In Napalm & Silly Putty, Carlin doesn't steer clear of the tough issues, preferring instead to look life boldly in the eye to pose the questions few dare to ask:

  • How can it be a spy satellite if they announce on TV that it's a spy satellite?
  • Why do they bother saying "raw sewage"? Do some people cook that stuff?
  • In the expression "topsy-turvy," what exactly is meant by "turvy"?
And he makes some startling observations, including:
  • Most people with low self-esteem have earned it.
  • Guys don't seem to be called "Lefty" anymore.
  • Most people don't know what they're doing, and a lot of them are really good at it.
Carlin also waxes wickedly philosophical on all sorts of subjects, including:

  • kids-They're not all cute. In fact, if you look at them closely, some of them are rather unpleasant looking. And a lot of them don't smell too good either.
  • death row-If you're condemned to die they have to give you one last meal of your own request. What is that all about? A group of people plan to kill you, so they want you to eat something you like?

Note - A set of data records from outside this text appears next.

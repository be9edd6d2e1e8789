use wasm_bindgen::prelude::*;

#[wasm_bindgen(module = "wagmi/connectors/injected")]
extern "C" {
    #[derive(Clone, PartialEq)]
    pub type InjectedConnector;

    /// `new InjectedConnector({ chains, options })`
    #[wasm_bindgen(constructor, catch)]
    pub fn new(config: &JsValue) -> Result<InjectedConnector, JsValue>;

    #[wasm_bindgen(method, getter)]
    pub fn id(this: &InjectedConnector) -> String;

    #[wasm_bindgen(method, getter)]
    pub fn name(this: &InjectedConnector) -> String;

    #[wasm_bindgen(method, getter)]
    pub fn ready(this: &InjectedConnector) -> bool;
}

#[wasm_bindgen(module = "wagmi/connectors/walletConnect")]
extern "C" {
    #[derive(Clone, PartialEq)]
    pub type WalletConnectConnector;

    /// `new WalletConnectConnector({ chains, options })`
    #[wasm_bindgen(constructor, catch)]
    pub fn new(config: &JsValue) -> Result<WalletConnectConnector, JsValue>;

    /// subscribe to the connector's events (`error`, `message`, `connect`...)
    #[wasm_bindgen(method)]
    pub fn on(this: &WalletConnectConnector, event: &str, listener: &js_sys::Function);

    /// The WalletConnect provider, its `connector.uri` is the pairing URI
    /// once the connector is connecting.
    #[wasm_bindgen(method, catch, js_name = "getProvider")]
    pub async fn get_provider(this: &WalletConnectConnector) -> Result<JsValue, JsValue>;
}
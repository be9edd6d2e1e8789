/*!

# BitKeep connector for web applications

This library provides the BitKeep entry of a wallet list in web applications.
It detects the provider BitKeep injects in the page and connects with it, or
pairs with the mobile application when there is no provider on a mobile device.

## Features

- Detect the genuine BitKeep provider, ignoring the wallets impersonating it
- Select the injected connector or the pairing connector
- Redirect to the mobile application with the pairing URI
- Describe the wallet (logos, download links) for the wallet list

## Usage

Take a snapshot of the page and check the provider is installed:

```no_run
use bitkeep_connector::Environment;

let environment = Environment::detect();
if environment.is_installed() {
    println!("BitKeep is installed");
}
```

The environment is a snapshot: it won't change if the provider is injected
later on.

The [`BitkeepWallet`] creates the connector. When pairing with the mobile
application, the [`MobileConnector`] needs to be connected to redirect to the
application once the connector starts connecting.

```no_run
# use bitkeep_connector::{BitkeepWallet, ConnectorLibrary};
#
# async fn test<L: ConnectorLibrary>(wallet: BitkeepWallet<L>) -> anyhow::Result<()> {
let handle = wallet.create_connector()?;
if let Some(mobile_connector) = handle.mobile_connector() {
    let mut connection = mobile_connector.connect().await;
    while let Ok(Some(event)) = connection.events.try_next() {
        println!("{event:?}");
    }
}
# Ok(()) }
```

*/

pub mod connector;
pub mod descriptor;
pub mod environment;
pub mod error;
pub mod ffi;
pub mod pairing;
pub mod provider;
#[cfg(test)]
mod testing;
mod wallet;
pub mod web;

pub use self::{
    connector::{
        BitkeepConnector, Connector, ConnectorHandle, ConnectorLibrary, ConnectorMessage,
        InjectedOptions, Navigator, PairingConnector,
    },
    descriptor::WalletDescriptor,
    environment::{Environment, Platform},
    pairing::{MobileConnection, MobileConnector, PairingEvent, PairingEvents},
    provider::{CandidateProvider, InjectedProvider},
    wallet::BitkeepWallet,
};
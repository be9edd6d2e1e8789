use crate::{
    connector::{BitkeepConnector, ConnectorHandle, ConnectorLibrary, InjectedOptions, Navigator},
    descriptor::WalletDescriptor,
    environment::Environment,
    error::ConnectorError,
    pairing::MobileConnector,
};
use futures::task::LocalSpawn;
use std::rc::Rc;

/// The BitKeep entry of the wallet list.
///
/// The entry is displayed as MetaMask: BitKeep's injected provider answers to
/// the MetaMask requests and on mobile it pairs with the MetaMask application.
pub struct BitkeepWallet<L: ConnectorLibrary> {
    library: L,
    chains: L::Chains,
    environment: Environment,
    navigator: Rc<dyn Navigator>,
    spawner: Rc<dyn LocalSpawn>,
}

impl<L: ConnectorLibrary> BitkeepWallet<L> {
    pub fn new(
        library: L,
        chains: L::Chains,
        environment: Environment,
        navigator: Rc<dyn Navigator>,
        spawner: Rc<dyn LocalSpawn>,
    ) -> Self {
        Self {
            library,
            chains,
            environment,
            navigator,
            spawner,
        }
    }

    pub fn environment(&self) -> &Environment {
        &self.environment
    }

    pub fn library(&self) -> &L {
        &self.library
    }

    /// pair with the mobile application instead of using the injected
    /// provider
    ///
    /// This is only the case on mobile devices without the provider
    /// injected.
    pub fn should_use_pairing(&self) -> bool {
        self.environment.should_use_pairing()
    }

    pub fn descriptor(&self) -> WalletDescriptor {
        WalletDescriptor::for_environment(&self.environment)
    }

    /// Create the connector to connect to the wallet.
    ///
    /// Either the injected connector or the pairing connector is created,
    /// the pairing connector comes with the [`MobileConnector`] to redirect
    /// to the mobile application.
    pub fn create_connector(
        &self,
    ) -> Result<ConnectorHandle<L::Injected, L::Pairing>, ConnectorError> {
        if self.should_use_pairing() {
            let connector = self.library.pairing(&self.chains)?;
            let mobile_connector = MobileConnector::new(
                connector.clone(),
                self.environment.is_android(),
                Rc::clone(&self.navigator),
                Rc::clone(&self.spawner),
            );
            Ok(ConnectorHandle::pairing(connector, mobile_connector))
        } else {
            let inner = self
                .library
                .injected(
                    &self.chains,
                    &InjectedOptions::BITKEEP,
                    self.environment.is_installed(),
                )?;
            Ok(ConnectorHandle::injected(BitkeepConnector::new(
                inner,
                self.environment.provider.clone(),
            )))
        }
    }
}
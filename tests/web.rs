#![cfg(target_arch = "wasm32")]

use bitkeep_connector::{
    Environment, InjectedOptions, InjectedProvider, error::ConnectorError, ffi, web,
};
use js_sys::{Array, Function, Object, Reflect};
use wasm_bindgen::{JsCast, JsValue};
use wasm_bindgen_test::*;

fn object(properties: &[(&str, JsValue)]) -> JsValue {
    let object = Object::new();
    for (key, value) in properties {
        Reflect::set(&object, &JsValue::from_str(key), value).unwrap();
    }
    object.into()
}

#[wasm_bindgen_test]
fn decode_js_provider() {
    let provider = object(&[
        ("isBitKeep", JsValue::TRUE),
        ("_events", object(&[])),
        ("chainId", JsValue::from_str("0x1")),
    ]);

    let injected = InjectedProvider::from_js(&provider);
    let candidate = injected.resolve().unwrap();
    assert!(candidate.has_events);
    assert!(!candidate.has_state);
}

#[wasm_bindgen_test]
fn decode_js_nested_providers() {
    let providers = Array::new();
    providers.push(&object(&[("isMetaMask", JsValue::TRUE)]));
    providers.push(&object(&[
        ("isBitKeep", JsValue::TRUE),
        ("isBraveWallet", JsValue::TRUE),
    ]));
    let provider = object(&[("isBitKeep", JsValue::TRUE), ("providers", providers.into())]);

    assert!(!InjectedProvider::from_js(&provider).is_installed());
}

#[wasm_bindgen_test]
fn decode_js_shapes() {
    assert_eq!(
        InjectedProvider::from_js(&JsValue::UNDEFINED),
        InjectedProvider::Absent
    );
    assert_eq!(InjectedProvider::from_js(&JsValue::NULL), InjectedProvider::Absent);
    assert_eq!(
        InjectedProvider::from_js(&JsValue::from_f64(1.0)),
        InjectedProvider::Unknown
    );
}

#[wasm_bindgen_test]
fn decode_js_errors() {
    let error: JsValue = js_sys::Error::new("User rejected the request.").into();
    assert_eq!(
        ConnectorError::from_js(error),
        ConnectorError::new("User rejected the request.")
    );
    assert_eq!(
        ConnectorError::from_js(JsValue::from_str("Session expired")),
        ConnectorError::new("Session expired")
    );

    let error = object(&[
        ("code", JsValue::from_str("ERR_NETWORK")),
        ("message", JsValue::from_str("Network request failed.")),
    ]);
    assert_eq!(
        ConnectorError::from_js(error),
        ConnectorError::new("Network request failed.")
    );
}

#[wasm_bindgen_test]
fn no_provider_injected() {
    assert!(ffi::bitkeep::ethereum().is_undefined());
    assert!(!Environment::detect().is_installed());
}

fn get(object: &JsValue, key: &str) -> JsValue {
    Reflect::get(object, &JsValue::from_str(key)).unwrap()
}

#[wasm_bindgen_test]
fn injected_options_bind_the_provider() {
    const PATH: &[&str] = &["bitkeepConnectorTest", "ethereum"];
    let options = web::injected_options(&InjectedOptions {
        provider_path: PATH,
        ..InjectedOptions::BITKEEP
    })
    .unwrap();

    assert_eq!(get(&options, "name").as_string().as_deref(), Some("BitKeep"));
    assert_eq!(get(&options, "shimDisconnect"), JsValue::TRUE);
    assert!(get(&options, "id").is_undefined());
    assert!(get(&options, "providerPath").is_undefined());

    let get_provider: Function = get(&options, "getProvider").dyn_into().unwrap();
    assert!(get_provider.call0(&JsValue::NULL).unwrap().is_undefined());

    // the provider is looked up on every call
    let provider = object(&[("isBitKeep", JsValue::TRUE)]);
    let global: JsValue = js_sys::global().into();
    Reflect::set(
        &global,
        &JsValue::from_str(PATH[0]),
        &object(&[("ethereum", provider.clone())]),
    )
    .unwrap();

    assert_eq!(get_provider.call0(&JsValue::NULL).unwrap(), provider);
    assert_eq!(ffi::bitkeep::lookup(PATH), provider);
    assert!(ffi::bitkeep::lookup(&[PATH[0], "ethereum", "isBitKeep", "x"]).is_undefined());

    Reflect::delete_property(&js_sys::global(), &JsValue::from_str(PATH[0])).unwrap();
}

#[wasm_bindgen_test]
fn descriptor_without_provider() {
    let descriptor = web::bitkeep_descriptor().unwrap();
    assert_eq!(get(&descriptor, "id").as_string().as_deref(), Some("metaMask"));
    assert_eq!(get(&descriptor, "installed"), JsValue::FALSE);
    assert_eq!(get(&descriptor, "scannable"), JsValue::FALSE);
}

Add to the mix "The Ten Most Embarrassing Songs of All Time," "The 20th Century Hostility Scoreboard," and "People I Can Do Without," and you have an irresistibly insouciant assortment of musings, questions, assertions, and assumptions guaranteed to please the millions of fans waiting for the next Carlin collection-and the millions more waiting to discover this comic genius.


Product Details

ISBN-13: 9780786864133
Publisher: Hachette Books
Publication date: 04/24/2001
Pages: 272
Product dimensions: 6.00(w) x 8.00(h) x (d)
Age Range: 13 - 18 Years

About the Author

George Carlin's television breakthrough came in the 1960s with his Hippy Dippy Weatherman character. Since then he has released 18 hit comedy albums, won two Grammy and two Cable Ace awards, and starred in 10 solo HBO comedy specials. In addition, he has starred in 10 movies, including Dogma, Bill & Ted's Excellent Adventure, and The Prince of Tides, as well as in his own sitcom. He lives in Los Angeles and Las Vegas, but spends much of the year performing to sold-out audiences across the country.

Read an Excerpt

Excerpt


THE NOONTIME NEWS


• In Rome today, Pope John Paul removed his little hat and revealed he has a small map of Tombstone, Arizona, tattooed on his head.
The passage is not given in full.